A basic streaming pipeline that reads from PubSub and processes data in fixed windows.

Python
Java

import apache_beam as beam
from apache_beam.options.pipeline_options import PipelineOptions, StandardOptions
from apache_beam.transforms import window

def run_streaming_wordcount(input_topic, output_topic):
    pipeline_options = PipelineOptions(streaming=True)
    pipeline_options.view_as(StandardOptions).streaming = True
    
    with beam.Pipeline(options=pipeline_options) as p:
        # Read from PubSub
        messages = (
            p
            | 'Read' >> beam.io.ReadFromPubSub(
                topic=input_topic
            ).with_output_types(bytes)
        )
        
        lines = messages | 'Decode' >> beam.Map(lambda x: x.decode('utf-8'))
        
        # Apply windowing and count words
        counts = (
            lines
            | 'ExtractWords' >> beam.FlatMap(lambda x: x.split())
            | 'PairWithOne' >> beam.Map(lambda x: (x, 1))
            | 'Window' >> beam.WindowInto(window.FixedWindows(15))
            | 'GroupByKey' >> beam.GroupByKey()
            | 'Sum' >> beam.Map(lambda word_ones: (word_ones[0], sum(word_ones[1])))
        )
        
        # Format and write results
        output = (
            counts
            | 'Format' >> beam.Map(lambda wc: f'{wc[0]}: {wc[1]}'.encode('utf-8'))
            | 'Write' >> beam.io.WriteToPubSub(output_topic)
        )

Key Concepts:

Set streaming=True in pipeline options
Use WindowInto with FixedWindows for 15-second windows
Data is processed continuously as it arrives

import org.apache.beam.sdk.Pipeline;
import org.apache.beam.sdk.io.gcp.pubsub.PubsubIO;
import org.apache.beam.sdk.transforms.*;
import org.apache.beam.sdk.transforms.windowing.FixedWindows;
import org.apache.beam.sdk.transforms.windowing.Window;
import org.apache.beam.sdk.values.KV;
import org.joda.time.Duration;

public class StreamingWordCount {
    public static void main(String[] args) {
        Pipeline p = Pipeline.create(options);
        
        p.apply("Read", PubsubIO.readStrings().fromTopic(inputTopic))
            .apply("ExtractWords", FlatMapElements
                .into(TypeDescriptors.strings())
                .via((String line) -> Arrays.asList(line.split("\\s+"))))
            .apply("Window", Window.into(
                FixedWindows.of(Duration.standardSeconds(15))))
            .apply("Count", Count.perElement())
            .apply("Format", MapElements
                .into(TypeDescriptors.strings())
                .via((KV<String, Long> kv) -> kv.getKey() + ": " + kv.getValue()))
            .apply("Write", PubsubIO.writeStrings().to(outputTopic));
        
        p.run();
    }
}

Advanced Windowing with Triggers

Demonstrating different trigger types for controlling when results are emitted.

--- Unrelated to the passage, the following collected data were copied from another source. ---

// Copyright 2025 Chainflip Labs GmbH
//
// Licensed under the Apache License, Version 2.0 (the "License");
// you may not use this file except in compliance with the License.
// You may obtain a copy of the License at
//
//     http://www.apache.org/licenses/LICENSE-2.0
//
// Unless required by applicable law or agreed to in writing, software
// distributed under the License is distributed on an "AS IS" BASIS,
// WITHOUT WARRANTIES OR CONDITIONS OF ANY KIND, either express or implied.
// See the License for the specific language governing permissions and
// limitations under the License.
//
// SPDX-License-Identifier: Apache-2.0

use std::process::ExitCode;

use clap::Parser;

use chain_probe::{
	eth::rpc::EthRpcClient,
	exit_status,
	probe::{probe, ProbeError, ProbeReport},
	settings::{ProbeOptions, Settings},
};

async fn run(settings: &Settings) -> Result<ProbeReport, ProbeError> {
	let eth_rpc = EthRpcClient::new(&settings.eth).map_err(ProbeError::Connect)?;
	probe(&eth_rpc, settings.eth.expected_chain_id).await
}

#[tokio::main]
async fn main() -> ExitCode {
	let opts = ProbeOptions::parse();
	// Logs go to stderr so stdout carries nothing but the report line.
	tracing_subscriber::FmtSubscriber::builder()
		.with_env_filter(tracing_subscriber::EnvFilter::from_default_env())
		.with_writer(std::io::stderr)
		.try_init()
		.expect("setting default subscriber failed");

	let settings = match Settings::new(&opts) {
		Ok(settings) => settings,
		Err(e) => {
			tracing::error!("Failed to read settings: {e}");
			return ExitCode::from(exit_status::ERROR_READING_SETTINGS)
		},
	};

	match run(&settings).await {
		Ok(report) => {
			println!("{report}");
			ExitCode::from(exit_status::SUCCESS)
		},
		Err(e) => {
			tracing::error!("{e}");
			ExitCode::from(e.exit_status())
		},
	}
}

Default Trigger (Watermark-based)

The default trigger fires when the watermark passes the end of the window.

import apache_beam as beam
from apache_beam.transforms import window, trigger
from joda.time import Duration

# Default trigger - fires once when watermark passes window end
default_windowed = (
    data
    | 'FixedWindows' >> beam.WindowInto(
        window.FixedWindows(Duration.standardMinutes(30)),
        trigger=trigger.AfterWatermark(),
        allowed_lateness=Duration.ZERO,
        accumulation_mode=trigger.AccumulationMode.DISCARDING
    )
)

Behavior:

Fires once when the watermark passes the window end
Produces ON_TIME results
Late data is dropped (zero allowed lateness)

Handling Late Data

Allow late data processing with allowed lateness.

Python
Java

from apache_beam.transforms import window, trigger

# Allow late data for up to 1 day
with_late_data = (
    data
    | 'WindowWithLateness' >> beam.WindowInto(
        window.FixedWindows(30 * 60),  # 30 minutes
        trigger=trigger.AfterWatermark(),
        allowed_lateness=24 * 60 * 60,  # 1 day
        accumulation_mode=trigger.AccumulationMode.DISCARDING
    )
    | 'CountPerWindow' >> beam.CombinePerKey(sum)
)

Key Points:

Windows stay open for 1 day after watermark passes
Each late element triggers a new pane (LATE timing)
Use DISCARDING mode to get incremental updates

import org.apache.beam.sdk.transforms.windowing.*;
import org.joda.time.Duration;

PCollection<KV<String, Integer>> withLateData = flowInfo
    .apply(Window
        .<KV<String, Integer>>into(
            FixedWindows.of(Duration.standardMinutes(30)))
        .triggering(Repeatedly.forever(
            AfterWatermark.pastEndOfWindow()))
        .discardingFiredPanes()
        .withAllowedLateness(Duration.standardDays(1)))
    .apply(Combine.perKey(new SumInts()));

Speculative Results (Early Firings)

Get early approximations before all data arrives.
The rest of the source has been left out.